As any parent knows, mealtime can turn into wartime when you try telling your children how much they should be eating. Here are some tips from nutrition experts on how you can make peace and still give your kids healthy food:

• Go family style. Adults and children do better at controlling portion sizes when they serve themselves. Children as young as 3 or 3-and-a-half can serve themselves, Rolls says. The dinner table should not be a battleground. Parents are responsible for bringing in healthy food, and putting it on the table. Then parents need to stop and give children the responsibility for deciding what, how much and even if they will eat,” says licensed nutritionist Frances Berg, editor of the Healthy Weight Journal and author of several books on eating.

• Talk to your children so they can learn from their own bodies how much to eat and to stop eating when they feel full. Berg says too much parental control over how much a child eats can be a factor in causing eating disorders. “We need to help children trust their own bodies,” Berg says.

• There are no bad foods.

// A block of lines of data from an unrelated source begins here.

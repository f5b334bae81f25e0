//! User Profile and Persistence Contract
//!
//! The profile is the only state that outlives a session: a flat document
//! with the user's name, validated age, and free-form preferences. The
//! `ProfileStore` trait defines the persistence contract the engine consumes;
//! a JSON-file implementation and an in-memory implementation are provided.

use anyhow::{Context, Result};
use async_trait::async_trait;
use serde::{Deserialize, Serialize};
use std::collections::HashMap;
use std::path::PathBuf;
use std::time::Duration;
use tokio::sync::Mutex;
use tracing::warn;

/// Inclusive range of ages the engine accepts.
pub const AGE_RANGE: std::ops::RangeInclusive<u8> = 5..=50;

/// Derived age category controlling prompt wording and listening timeouts.
///
/// Never stored; always recomputed from `UserProfile::age`.
#[derive(Serialize, Deserialize, Debug, Clone, Copy, PartialEq, Eq, Hash)]
#[serde(rename_all = "lowercase")]
pub enum AgeBand {
    Child,
    Teen,
    Adult,
}

impl AgeBand {
    pub fn from_age(age: u8) -> Self {
        if age <= 12 {
            AgeBand::Child
        } else if age <= 18 {
            AgeBand::Teen
        } else {
            AgeBand::Adult
        }
    }

    /// How long to wait for speech input. Younger users get more time.
    pub fn listen_timeout(self) -> Duration {
        match self {
            AgeBand::Child => Duration::from_secs(15),
            AgeBand::Teen => Duration::from_secs(12),
            AgeBand::Adult => Duration::from_secs(10),
        }
    }
}

/// Listening timeout before the user's age is known.
pub const DEFAULT_LISTEN_TIMEOUT: Duration = Duration::from_secs(10);

/// The persisted user record.
#[derive(Serialize, Deserialize, Debug, Clone, PartialEq)]
pub struct UserProfile {
    pub name: String,
    pub age: u8,
    #[serde(default)]
    pub preferences: HashMap<String, String>,
}

impl UserProfile {
    pub fn new(name: impl Into<String>, age: u8) -> Self {
        Self {
            name: name.into(),
            age,
            preferences: HashMap::new(),
        }
    }

    pub fn age_band(&self) -> AgeBand {
        AgeBand::from_age(self.age)
    }
}

/// Persistence contract consumed by the dialogue engine.
///
/// `load` never fails on a missing or corrupt backing store: it returns
/// `Ok(None)` and the engine treats the caller as a first-time user. `save`
/// failures are surfaced as errors, but the engine treats them as non-fatal.
#[async_trait]
pub trait ProfileStore: Send + Sync {
    async fn load(&self) -> Result<Option<UserProfile>>;
    async fn save(&self, profile: &UserProfile) -> Result<()>;
}

/// File-backed store persisting the profile as a flat JSON document.
///
/// Saves are serialized through an internal mutex so concurrent sessions
/// sharing one store cannot interleave writes.
pub struct JsonProfileStore {
    path: PathBuf,
    write_lock: Mutex<()>,
}

impl JsonProfileStore {
    pub fn new(path: impl Into<PathBuf>) -> Self {
        Self {
            path: path.into(),
            write_lock: Mutex::new(()),
        }
    }
}

#[async_trait]
impl ProfileStore for JsonProfileStore {
    async fn load(&self) -> Result<Option<UserProfile>> {
        let bytes = match tokio::fs::read(&self.path).await {
            Ok(bytes) => bytes,
            Err(e) if e.kind() == std::io::ErrorKind::NotFound => return Ok(None),
            Err(e) => {
                warn!(path = %self.path.display(), error = %e, "Could not read profile; treating as first-time user");
                return Ok(None);
            }
        };
        match serde_json::from_slice::<UserProfile>(&bytes) {
            Ok(profile) => Ok(Some(profile)),
            Err(e) => {
                warn!(path = %self.path.display(), error = %e, "Profile document is corrupt; treating as first-time user");
                Ok(None)
            }
        }
    }

    async fn save(&self, profile: &UserProfile) -> Result<()> {
        let _guard = self.write_lock.lock().await;
        let json = serde_json::to_vec_pretty(profile)?;
        tokio::fs::write(&self.path, json)
            .await
            .with_context(|| format!("Failed to write profile to {}", self.path.display()))?;
        Ok(())
    }
}

/// In-memory store for tests and ephemeral sessions.
#[derive(Default)]
pub struct MemoryProfileStore {
    slot: Mutex<Option<UserProfile>>,
}

#[async_trait]
impl ProfileStore for MemoryProfileStore {
    async fn load(&self) -> Result<Option<UserProfile>> {
        Ok(self.slot.lock().await.clone())
    }

    async fn save(&self, profile: &UserProfile) -> Result<()> {
        *self.slot.lock().await = Some(profile.clone());
        Ok(())
    }
}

Instead of forbidding your kids to eat sweets, provide them with nutritious foods first. Stopping kids from snacking just before dinner is wrong if they are munching on healthy foods, says cookbook author Robin Vitetta-Miller.

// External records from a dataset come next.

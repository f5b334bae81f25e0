//! Keyword-Based Emotion Classification
//!
//! Coarse tone detection via case-insensitive substring matching against the
//! lexicon's keyword sets. Deliberately not NLP: no stemming, no scoring.

use crate::lexicon::Lexicon;
use serde::{Deserialize, Serialize};
use std::sync::Arc;

/// Coarse emotional tone of an utterance.
#[derive(Serialize, Deserialize, Debug, Clone, Copy, PartialEq, Eq)]
#[serde(rename_all = "lowercase")]
pub enum Tone {
    Negative,
    Positive,
    Neutral,
}

/// Maps an utterance to a [`Tone`] using the lexicon keyword sets.
///
/// Negative is checked first and short-circuits, so an utterance matching
/// both sets classifies as negative. No match yields `Neutral`; there is no
/// failure mode.
pub struct EmotionClassifier {
    lexicon: Arc<Lexicon>,
}

impl EmotionClassifier {
    pub fn new(lexicon: Arc<Lexicon>) -> Self {
        Self { lexicon }
    }

    pub fn classify(&self, utterance: &str) -> Tone {
        let lowered = utterance.to_lowercase();
        if self
            .lexicon
            .negative_keywords()
            .iter()
            .any(|kw| lowered.contains(kw))
        {
            Tone::Negative
        } else if self
            .lexicon
            .positive_keywords()
            .iter()
            .any(|kw| lowered.contains(kw))
        {
            Tone::Positive
        } else {
            Tone::Neutral
        }
    }
}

• Be aware of portion sizes. At home, start with reasonable serving sizes, and keep food for second helpings in the kitchen, not at the dinner table. When you’re eating out, don’t feel like you have to finish everything on your plate, says Rolls. “People need to get out of the habit of having a lot of food for not a lot of money. It’s something that fast-food providers get us to think about,” says Rolls. “It’s really not good value in the long run. It’s better to make a decision to go for smaller portions.”

Previous studies at Penn State have found that adults, like children, also overeat when served large portions, Rolls says. As a parent, you can set a good example for your children by eating a variety of healthy foods in moderate portions, experts say.

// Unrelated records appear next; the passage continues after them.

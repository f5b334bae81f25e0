//! Static Conversational Lexicon
//!
//! This module holds the immutable keyword tables and the SEL prompt catalog
//! that the rest of the engine is configured with. It is pure data: tone
//! keywords, quit phrases, and the category/age-band prompt sets, plus the
//! canned phrasing the engine uses for calming, goal-setting, and closing
//! lines. Constructed once at startup and shared via `Arc`.

use crate::profile::AgeBand;
use serde::{Deserialize, Serialize};
use std::collections::HashMap;
use std::fmt;

/// The social-emotional-learning categories the prompt catalog is keyed by.
#[derive(Serialize, Deserialize, Debug, Clone, Copy, PartialEq, Eq, Hash)]
#[serde(rename_all = "kebab-case")]
pub enum SelCategory {
    SelfAwareness,
    SelfManagement,
    SocialAwareness,
    Reflection,
}

impl SelCategory {
    /// All categories, in the rotation order the engine cycles through.
    pub const ALL: [SelCategory; 4] = [
        SelCategory::SelfAwareness,
        SelCategory::SelfManagement,
        SelCategory::SocialAwareness,
        SelCategory::Reflection,
    ];
}

impl fmt::Display for SelCategory {
    fn fmt(&self, f: &mut fmt::Formatter<'_>) -> fmt::Result {
        match self {
            SelCategory::SelfAwareness => write!(f, "self-awareness"),
            SelCategory::SelfManagement => write!(f, "self-management"),
            SelCategory::SocialAwareness => write!(f, "social awareness"),
            SelCategory::Reflection => write!(f, "reflection"),
        }
    }
}

/// Prompt catalog: category, then age band, then an ordered set of prompts.
pub type PromptCatalog = HashMap<SelCategory, HashMap<AgeBand, Vec<String>>>;

/// Immutable conversational configuration.
///
/// Keyword sets drive the `EmotionClassifier` and quit detection; the catalog
/// feeds the `PromptSelector`; the per-band phrase tables keep all
/// age-dependent wording in one place so the engine itself stays policy-free.
pub struct Lexicon {
    negative: Vec<&'static str>,
    positive: Vec<&'static str>,
    quit: Vec<&'static str>,
    catalog: PromptCatalog,
}

impl Default for Lexicon {
    fn default() -> Self {
        Self {
            negative: vec![
                "sad",
                "upset",
                "depressed",
                "worthless",
                "angry",
                "mad",
                "jealous",
                "hate",
            ],
            positive: vec!["happy", "excited", "joyful", "proud", "calm"],
            quit: vec!["i am done", "goodbye", "leave", "exit", "quit", "bye"],
            catalog: built_in_catalog(),
        }
    }
}

impl Lexicon {
    pub fn negative_keywords(&self) -> &[&'static str] {
        &self.negative
    }

    pub fn positive_keywords(&self) -> &[&'static str] {
        &self.positive
    }

    /// Whether the utterance, trimmed and lowercased, is exactly a quit phrase.
    ///
    /// Exact matching is deliberate: "goodbye" inside a longer sentence should
    /// not end the session.
    pub fn is_quit(&self, utterance: &str) -> bool {
        let normalized = utterance.trim().to_lowercase();
        self.quit.iter().any(|q| *q == normalized)
    }

    /// Prompts for a `(category, band)` pair; empty when the catalog has none.
    pub fn prompts(&self, category: SelCategory, band: AgeBand) -> &[String] {
        self.catalog
            .get(&category)
            .and_then(|by_band| by_band.get(&band))
            .map(Vec::as_slice)
            .unwrap_or(&[])
    }

    /// A calming, grounding line for the negative-tone branch. Rendered slowly.
    pub fn calming_line(&self, band: AgeBand) -> &'static str {
        match band {
            AgeBand::Child => {
                "It sounds like you're feeling a bit down. Let's do something calming together. \
                 Imagine you're in a cozy fort filled with your favorite things. What would you have in there?"
            }
            AgeBand::Teen => {
                "It sounds like you're feeling a bit down. Let's do something calming together. \
                 Think about a peaceful place that makes you feel calm. Where would it be?"
            }
            AgeBand::Adult => {
                "It sounds like you're feeling a bit down. Let's do something calming together. \
                 Take a deep breath and picture a moment when you felt truly at peace. What made it so calming?"
            }
        }
    }

    /// The future-planning prompt for the goal-oriented positive branch.
    pub fn future_prompt(&self, band: AgeBand) -> &'static str {
        match band {
            AgeBand::Child => {
                "Let's think about your future goals. What's something you dream of being or doing when you grow up?"
            }
            AgeBand::Teen => {
                "Let's think about your future goals. Where do you see yourself in five years? What would you like to achieve?"
            }
            AgeBand::Adult => {
                "Let's think about your future goals. What's a long-term goal that's important to you?"
            }
        }
    }

    /// Invitation appended after an SEL exercise prompt.
    pub fn exercise_invite(&self, band: AgeBand) -> &'static str {
        match band {
            AgeBand::Child => "Take your time to think and tell me what you'd do.",
            AgeBand::Teen => "How would you handle this situation?",
            AgeBand::Adult => "What are your thoughts on this scenario?",
        }
    }

    /// Encouragement after the user names a goal.
    pub fn goal_encouragement(&self, band: AgeBand) -> &'static str {
        match band {
            AgeBand::Child => "That's a great goal!",
            AgeBand::Teen => "That's an ambitious goal!",
            AgeBand::Adult => "That's a meaningful goal.",
        }
    }

    /// Closing encouragement used by the session recap.
    pub fn closing_line(&self, band: AgeBand) -> &'static str {
        match band {
            AgeBand::Child => "I'm so proud of how kind and thoughtful you are!",
            AgeBand::Teen => "You're showing so much growth and maturity. Keep it up!",
            AgeBand::Adult => "You're a great example of resilience and thoughtfulness. Well done!",
        }
    }
}

fn band_map(child: &[&str], teen: &[&str], adult: &[&str]) -> HashMap<AgeBand, Vec<String>> {
    let owned = |ps: &[&str]| ps.iter().map(|p| p.to_string()).collect();
    HashMap::from([
        (AgeBand::Child, owned(child)),
        (AgeBand::Teen, owned(teen)),
        (AgeBand::Adult, owned(adult)),
    ])
}

fn built_in_catalog() -> PromptCatalog {
    let mut catalog = PromptCatalog::new();
    catalog.insert(
        SelCategory::SelfAwareness,
        band_map(
            &[
                "What's something you're really good at?",
                "What makes you smile the most?",
                "Can you think of a time when you were really brave?",
            ],
            &[
                "What's something you've accomplished recently that you're proud of?",
                "What motivates you to keep going when things get tough?",
                "How do you usually respond to challenges?",
            ],
            &[
                "What's one thing you've done recently that makes you feel accomplished?",
                "How do you usually reflect on your own emotions?",
                "What's something you'd like to improve about yourself?",
            ],
        ),
    );
    catalog.insert(
        SelCategory::SelfManagement,
        band_map(
            &[
                "How do you calm yourself down when you feel upset?",
                "What's one way you can stay focused on something important?",
                "What helps you when you feel nervous?",
            ],
            &[
                "How do you handle distractions when you need to focus?",
                "What helps you stay calm when you feel overwhelmed?",
                "What's one way you manage your time when you're busy?",
            ],
            &[
                "How do you prioritize tasks when you're busy?",
                "What's a strategy you use to stay focused on long-term goals?",
                "How do you manage stress when life gets hectic?",
            ],
        ),
    );
    catalog.insert(
        SelCategory::SocialAwareness,
        band_map(
            &[
                "How can you show kindness to someone who is feeling sad?",
                "Why is it important to say 'thank you' when someone helps you?",
                "Can you think of a way to make a new friend?",
            ],
            &[
                "How can you support a friend who is going through a tough time?",
                "Why is it important to respect other people's opinions?",
                "What does being a good listener mean to you?",
            ],
            &[
                "How do you approach resolving conflicts with others?",
                "Why is empathy important in building strong relationships?",
                "What's one way you can contribute to your community?",
            ],
        ),
    );
    catalog.insert(
        SelCategory::Reflection,
        band_map(
            &[
                "What's your favorite thing to do with your friends?",
                "Can you tell me about a time you helped someone?",
                "If you could be any animal, which one would you choose and why?",
            ],
            &[
                "What's a challenge you overcame recently, and how did it feel?",
                "How do you support your friends when they're feeling down?",
                "If you could invent something to help people, what would it be?",
            ],
            &[
                "What's something you've done recently that you're proud of?",
                "How do you usually relax after a long day?",
                "What's a goal you're working towards, and how can I support you?",
            ],
        ),
    );
    catalog
}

If you’re eating because of emotional reasons, such as anxiety, loneliness or depression, try exercising, talking to a friend or doing relaxation techniques, says Rolls in her nutrition book, Volumetrics: Feeling Full on Fewer Calories.

“If you are trying to manage your weight, you need to get more tuned in to what your body is telling you,” Rolls says. “Food, in the long run, is not going to be the solution if you’re bored or stressed.”

Prevention is the best strategy. The Bogalusa study (the pediatric version of the Framingham study) showed that overweight children are likely to become obese adults. Approximately 70 percent of children with BMI above 95th percentile had adult obesity. In contrast, only seven percent of children less than the 50th percentile for weight became obese adults. Adults who were overweight in childhood have higher levels of triglycerides, total cholesterol, LDL cholesterol and insulin, with low HDL cholesterol levels and increased prevalence of diabetes mellitus. Cumulative lifetime risk of coronary heart disease based on percentile ranking for each risk factor (less than 50th or greater than 95th percentile) was greatest among those who were persistently overweight from early childhood, although risk factors increased when obesity developed at any age.

Cardiac surgeons have stated that due to the unhealthy fast food and junk food diet of our nation, they are doing open heart surgery on younger and younger people. Whereas traditionally it was the mid sixty’s or older candidate for this surgery, now they are operating on adults in their twenties and thirties. Triglycerides, plaque and cholesterol accumulate in the arteries from the time of birth, a fact that many parents either do not know or decide to ignore. The children of today are the first real generation that is being raised on the fast food and junk food diets in addition to the lifetime accumulation of the poisons our foods are processed with.